Managing Extracurricular Activities and Schoolwork
by Pamela Rice Hahn

Whether you want to add one more extracurricular activity to your schedule or you're trying to decide how to manage the ones you already participate in, there are a number of things you need to keep in mind so that you effectively manage your time. Extracurricular activities are designed to help you take advantage of your skills and enhance your overall personality. Participation in clubs and sports can increase your chances of getting into college. That's why it's so important that you make sure that your schoolwork doesn't suffer in the process.


Realistically Plan Your Schedule    to top

As boring as implementing time-management techniques may sound, it's something that you'll need to do. You only have so many hours in a day, after all. Grab a notebook and a pen or pencil. First figure out how many hours you have from the time you get out of school each day until you go to bed. Next, write down the answers to these questions:

  1. How many hours a night do you need to set aside to study and complete your homework?
  2. How much time will each extracurricular activity take a night?
  3. How much time are you expected to spend doing chores around the house?
  4. How much time do you want to allow for talking to your friends on the phone?
  5. How much time do you spend watching television?
  6. How much time do you spend on the Internet?
  7. Can your family afford any extra expense that may result from your participation in these activities? (If they can't, you'll need to allow time for a weekend job to help pay for any added costs.)
Time Tip
Don't forget to calculate the time you'll spend in transit.

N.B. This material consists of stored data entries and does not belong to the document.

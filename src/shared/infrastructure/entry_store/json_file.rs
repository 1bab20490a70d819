// Durable EntryStore backed by a single JSON data file.
//
// Responsibilities
// - Load every record into an EntryIndex on open.
// - Persist the full record set on each write: temp file first, synced, then renamed over the data file.
// - Sync the parent directory after the rename so the new name survives a crash.
// - Land a batch with one persist.
// - Roll the index back when persisting fails, so a failed write leaves no trace.
//
// Notes
// - Tombstones stay in the file. Sync windows need them to hand out deletions.
//
// Format
// - { "version": 1, "records": [SyncData...] }, records sorted by id.
// - A missing file is an empty store. Unparseable content or a different version is Corrupt.

use crate::modules::time_log::core::entry::{Entry, SyncData};
use crate::shared::core::primitives::Timestamp;
use crate::shared::infrastructure::entry_store::index::EntryIndex;
use crate::shared::infrastructure::entry_store::{BatchOutcome, EntryStore, StoreError};
use serde::{Deserialize, Serialize};
use std::io::ErrorKind;
use std::path::{Path, PathBuf};
use tokio::io::AsyncWriteExt;
use tokio::sync::Mutex;
use uuid::Uuid;

const FORMAT_VERSION: u32 = 1;

#[derive(Serialize, Deserialize)]
struct StoreFile {
    version: u32,
    records: Vec<SyncData>,
}

pub struct JsonFileEntryStore {
    path: PathBuf,
    index: Mutex<EntryIndex>,
}

impl JsonFileEntryStore {
    pub async fn open(path: impl Into<PathBuf>) -> Result<Self, StoreError> {
        let path = path.into();
        let index = match tokio::fs::read_to_string(&path).await {
            Ok(contents) => {
                let file: StoreFile = serde_json::from_str(&contents).map_err(|e| {
                    StoreError::Corrupt(format!("{}: {e}", path.display()))
                })?;
                if file.version != FORMAT_VERSION {
                    return Err(StoreError::Corrupt(format!(
                        "{}: unsupported format version {}",
                        path.display(),
                        file.version
                    )));
                }
                EntryIndex::from_records(file.records)?
            }
            Err(e) if e.kind() == ErrorKind::NotFound => EntryIndex::new(),
            Err(e) => return Err(backend_error(&path, e)),
        };
        tracing::debug!(path = %path.display(), entries = index.len(), "entry store opened");
        Ok(Self {
            path,
            index: Mutex::new(index),
        })
    }

    pub fn path(&self) -> &Path {
        &self.path
    }

    async fn persist(&self, index: &EntryIndex) -> Result<(), StoreError> {
        let file = StoreFile {
            version: FORMAT_VERSION,
            records: index.records(),
        };
        let json = serde_json::to_vec_pretty(&file)
            .map_err(|e| StoreError::Backend(format!("failed to serialize records: {e}")))?;

        let temp = self.path.with_extension("json.tmp");
        let mut handle = tokio::fs::File::create(&temp)
            .await
            .map_err(|e| backend_error(&temp, e))?;
        handle
            .write_all(&json)
            .await
            .map_err(|e| backend_error(&temp, e))?;
        handle.flush().await.map_err(|e| backend_error(&temp, e))?;
        handle.sync_all().await.map_err(|e| backend_error(&temp, e))?;
        drop(handle);

        tokio::fs::rename(&temp, &self.path)
            .await
            .map_err(|e| backend_error(&self.path, e))?;
        self.sync_directory().await
    }

    #[cfg(unix)]
    async fn sync_directory(&self) -> Result<(), StoreError> {
        let dir = match self.path.parent() {
            Some(parent) if !parent.as_os_str().is_empty() => parent,
            _ => Path::new("."),
        };
        let handle = tokio::fs::File::open(dir)
            .await
            .map_err(|e| backend_error(dir, e))?;
        handle.sync_all().await.map_err(|e| backend_error(dir, e))
    }

    // Directory handles cannot be synced on Windows. NTFS journals the rename.
    #[cfg(not(unix))]
    async fn sync_directory(&self) -> Result<(), StoreError> {
        Ok(())
    }

    async fn write(&self, record: SyncData) -> Result<(), StoreError> {
        let mut index = self.index.lock().await;
        let id = record.id();
        let previous = index.put(record)?;
        if let Err(err) = self.persist(&index).await {
            index.restore(id, previous);
            return Err(err);
        }
        Ok(())
    }
}

fn backend_error(path: &Path, err: std::io::Error) -> StoreError {
    StoreError::Backend(format!("{}: {err}", path.display()))
}

#[async_trait::async_trait]
impl EntryStore for JsonFileEntryStore {
    async fn load_all(&self) -> Result<Vec<Entry>, StoreError> {
        Ok(self.index.lock().await.live())
    }

    async fn get(&self, id: Uuid) -> Result<Option<Entry>, StoreError> {
        Ok(self.index.lock().await.get(id))
    }

    async fn record(&self, id: Uuid) -> Result<Option<SyncData>, StoreError> {
        Ok(self.index.lock().await.record(id))
    }

    async fn entry_at(&self, start_time: Timestamp) -> Result<Option<Entry>, StoreError> {
        Ok(self.index.lock().await.entry_at(start_time))
    }

    async fn next_after(&self, start_time: Timestamp) -> Result<Option<Entry>, StoreError> {
        Ok(self.index.lock().await.next_after(start_time))
    }

    async fn range_by_time(
        &self,
        begin: Timestamp,
        end: Timestamp,
        category: &str,
    ) -> Result<Vec<Entry>, StoreError> {
        Ok(self.index.lock().await.range_by_time(begin, end, category))
    }

    async fn range_after(&self, from: Timestamp, limit: usize) -> Result<Vec<Entry>, StoreError> {
        Ok(self.index.lock().await.range_after(from, limit))
    }

    async fn range_before(
        &self,
        until: Timestamp,
        limit: usize,
    ) -> Result<Vec<Entry>, StoreError> {
        Ok(self.index.lock().await.range_before(until, limit))
    }

    async fn in_category(&self, category: &str) -> Result<Vec<Entry>, StoreError> {
        Ok(self.index.lock().await.in_category(category))
    }

    async fn modified_between(
        &self,
        begin: Timestamp,
        end: Timestamp,
    ) -> Result<Vec<SyncData>, StoreError> {
        Ok(self.index.lock().await.modified_between(begin, end))
    }

    async fn put(&self, record: SyncData) -> Result<(), StoreError> {
        self.write(record).await
    }

    async fn delete(&self, id: Uuid, mtime: Timestamp) -> Result<Option<Entry>, StoreError> {
        let Some(entry) = self.index.lock().await.get(id) else {
            return Ok(None);
        };
        self.write(SyncData::removed(entry.clone(), mtime)).await?;
        Ok(Some(entry))
    }

    async fn put_all(&self, records: Vec<SyncData>) -> Result<Vec<BatchOutcome>, StoreError> {
        let mut index = self.index.lock().await;
        let before = index.clone();
        let outcomes = index.put_all(records);
        if outcomes.iter().any(Result::is_ok)
            && let Err(err) = self.persist(&index).await
        {
            *index = before;
            return Err(err);
        }
        Ok(outcomes)
    }

    async fn restore(
        &self,
        id: Uuid,
        previous: Option<SyncData>,
    ) -> Result<Option<SyncData>, StoreError> {
        let mut index = self.index.lock().await;
        let replaced = index.reinstate(id, previous)?;
        if let Err(err) = self.persist(&index).await {
            index.restore(id, replaced);
            return Err(err);
        }
        Ok(replaced)
    }
}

How long will it take you to get places, and how will you get there? Can a parent or someone else drive you? Or, will you need to find your own transportation or use public transportation?


Figuring Out How to Make It Work    to top

Now that you know the number of hours you need to "have it all," calculate whether or not it's possible. Add up the hours you wrote down for each of the questions above. Subtract that total from the number of hours you have after school. If there's a deficit (you need more hours than you have), you'll have to decide what you're willing to give up to find that needed time.

Perhaps you can negotiate with the parent who assigns household chores and do some of that work on the weekends. Maybe you're spending too much time watching television. (Would it be more practical for you to tape the shows so that you can watch them once you're in bed for the night, zapping through the commercials so that it takes you less time than if you viewed them in real time?) Maybe you can't have it all. But, with some careful planning, you can come close!